Deutsche Kriegsversehrte im 20. Jahrhundert

Kriegsversehrte werden Menschen genannt, deren dauerhafte physische (körperliche) oder psychische Versehrtheit eine Folge kriegerischer Einwirkungen bzw. einer Kriegsgefangenschaft ist. Kriegsbedingt Amputierte, Gelähmte, Gesichtsversehrte, die als Kriegszermalmte bezeichnet wurden, Hirnverletzte, Hör- und Sehgeschädigte zählen zur Gruppe der Kriegsversehrten.

Nach beiden Weltkriegen wurden in Deutschland Versehrte durch unterschiedliche Maßnahmen beruflich gefördert. Kriegsversehrte haben dazu beigetragen, die Integration von Menschen mit Behinderung in der Bundesrepublik Deutschland voranzubringen.

Zu den bekannten Versehrten des Ersten Weltkrieges gehören der deutsche Sozialdemokrat Kurt Schumacher und der Hamburger Schulsenator Heinrich Landahl. Der spätere Hitler-Attentäter Claus Schenk Graf von Stauffenberg wurde im Zweiten Weltkrieg, 1943, zum Kriegsversehrten.

In der Zeit des Nationalsozialismus umfasste die Aktion T4 auch Kriegsversehrte. Zu ihnen zählte Karl Rueff, der 1940 in Grafeneck ermordet wurde.
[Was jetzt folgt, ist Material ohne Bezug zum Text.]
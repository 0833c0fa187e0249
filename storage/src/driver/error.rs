// Copyright 2021 Toolchain Labs, Inc. All rights reserved.
// Licensed under the Apache License, Version 2.0 (see LICENSE).

use std::fmt;

use redis::RedisError;
use tonic::Status;

use crate::Digest;

#[derive(Clone, Debug, PartialEq, Eq)]
pub enum StorageError {
    Cancelled(String),
    InvalidArgument(String),
    InvalidSize {
        expected_size: usize,
        is_data_loss: bool,
    },
    InvalidHash {
        expected_digest: Digest,
        actual_digest: Digest,
        is_data_loss: bool,
    },
    Internal(String),
    Unavailable(String),
    OutOfRange(String, usize),
}

impl std::error::Error for StorageError {}

impl fmt::Display for StorageError {
    fn fmt(&self, f: &mut fmt::Formatter<'_>) -> fmt::Result {
        match self {
            StorageError::Cancelled(msg) => write!(f, "Cancelled: {msg}"),
            StorageError::InvalidArgument(msg) => write!(f, "Invalid argument: {msg}"),
            StorageError::InvalidSize {
                expected_size,
                is_data_loss,
            } => {
                if *is_data_loss {
                    write!(
                        f,
                        "Invalid size detected for content in data store (expected size was {expected_size})"
                    )
                } else {
                    write!(
                        f,
                        "Invalid size for provided content (expected size was {expected_size})"
                    )
                }
            }
            StorageError::InvalidHash {
                expected_digest,
                actual_digest,
                is_data_loss,
            } => {
                if *is_data_loss {
                    write!(
                        f,
                        "Invalid hash detected for content in data store (expected digest was {expected_digest:?}, actual digest is {actual_digest:?})"
                    )
                } else {
                    write!(
                        f,
                        "Invalid hash for provided content (expected digest was {expected_digest:?}, actual digest is {actual_digest:?})"
                    )
                }
            }
            StorageError::Internal(msg) => {
                write!(f, "{msg}")
            }
            StorageError::Unavailable(msg) => {
                write!(f, "{msg}")
            }
            StorageError::OutOfRange(param_name, value) => {
                write!(f, "Out-of-range value {param_name} for parameter {value}")
            }
        }
    }
}

impl From<RedisError> for StorageError {
    fn from(err: RedisError) -> Self {
        let err_str = format!("Redis error: {err}");
        if err.is_io_error()
            || err.is_cluster_error()
            || err.is_connection_refusal()
            || err.is_connection_dropped()
            || err.is_timeout()
        {
            StorageError::Unavailable(err_str)
        } else {
            StorageError::Internal(err_str)
        }
    }
}

impl From<String> for StorageError {
    fn from(msg: String) -> Self {
        StorageError::Internal(msg)
    }
}

impl From<StorageError> for String {
    fn from(err: StorageError) -> Self {
        format!("{err}")
    }
}

impl From<StorageError> for Status {
    fn from(err: StorageError) -> Self {
        match err {
            StorageError::Cancelled(msg) => Status::cancelled(msg),
            StorageError::InvalidArgument(msg) => Status::invalid_argument(msg),
            StorageError::InvalidSize { is_data_loss, .. }
            | StorageError::InvalidHash { is_data_loss, .. } => {
                let msg = format!("{err}");
                if is_data_loss {
                    Status::data_loss(msg)
                } else {
                    Status::invalid_argument(msg)
                }
            }
            StorageError::Internal(msg) => Status::internal(msg),
            StorageError::Unavailable(msg) => Status::unavailable(msg),
            StorageError::OutOfRange(_, _) => {
                let msg = format!("{err}");
                Status::out_of_range(msg)
            }
        }
    }
}

#[derive(Clone, Debug, PartialEq, Eq)]
pub enum StreamingWriteError {
    StorageError(StorageError),
    AlreadyExists,
}

impl StreamingWriteError {
    /// For most consumers, an `AlreadyExists` error during streaming should be treated as a
    /// successful write overall. This method can be used with `Result::or_else` to convert
    /// a `StreamingWriteError` into a `StorageError` while rescuing `AlreadyExists` into a
    /// successful Result.
    pub fn ok_if_already_exists(err: Self) -> Result<(), StorageError> {
        match err {
            Self::AlreadyExists => Ok(()),
            Self::StorageError(e) => Err(e),
        }
    }

    #[cfg(test)]
    pub fn unwrap_storage_error(self) -> StorageError {
        match self {
            Self::StorageError(e) => e,
            Self::AlreadyExists => panic!("Was not a StorageError!"),
        }
    }
}

impl From<StorageError> for StreamingWriteError {
    fn from(err: StorageError) -> Self {
        Self::StorageError(err)
    }
}

impl From<String> for StreamingWriteError {
    fn from(err: String) -> Self {
        Self::StorageError(err.into())
    }
}

impl From<RedisError> for StreamingWriteError {
    fn from(err: RedisError) -> Self {
        Self::StorageError(err.into())
    }
}
// Copyright 2021 Toolchain Labs, Inc. All rights reserved.
// Licensed under the Apache License, Version 2.0 (see LICENSE).

mod grpc_metrics;
pub use grpc_metrics::{convert_status_code, GrpcMetrics};

mod http_metrics;
pub use http_metrics::HttpMetrics;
  1. Zur Situation in den Kriegsgefangenenlagern vgl. Lager Heilbronn und Rheinwiesenlager.
  2. Michael Hagner: Der Geist bei der Arbeit. Historische Untersuchungen zur Hirnforschung, Wallstein Verlag, Göttingen 2013, S. 105.
  3. Erblindungen gehörten im Ersten Weltkrieg auch zu den Folgeerscheinungen des Gaseinsatzes, vgl. Gaskrieg während des Ersten Weltkrieges.
  4. Marc Burlon: Die „Euthanasie“ an Kindern während des Nationalsozialismus in den zwei Hamburger Kinderfachabteilungen, S. 20 (Memento vom 2. März 2026 im Internet Archive), abgerufen am 14. Januar 2020.
  5. Stolpersteine Guide: Karl Rueff, abgerufen am 7. Juli 2024.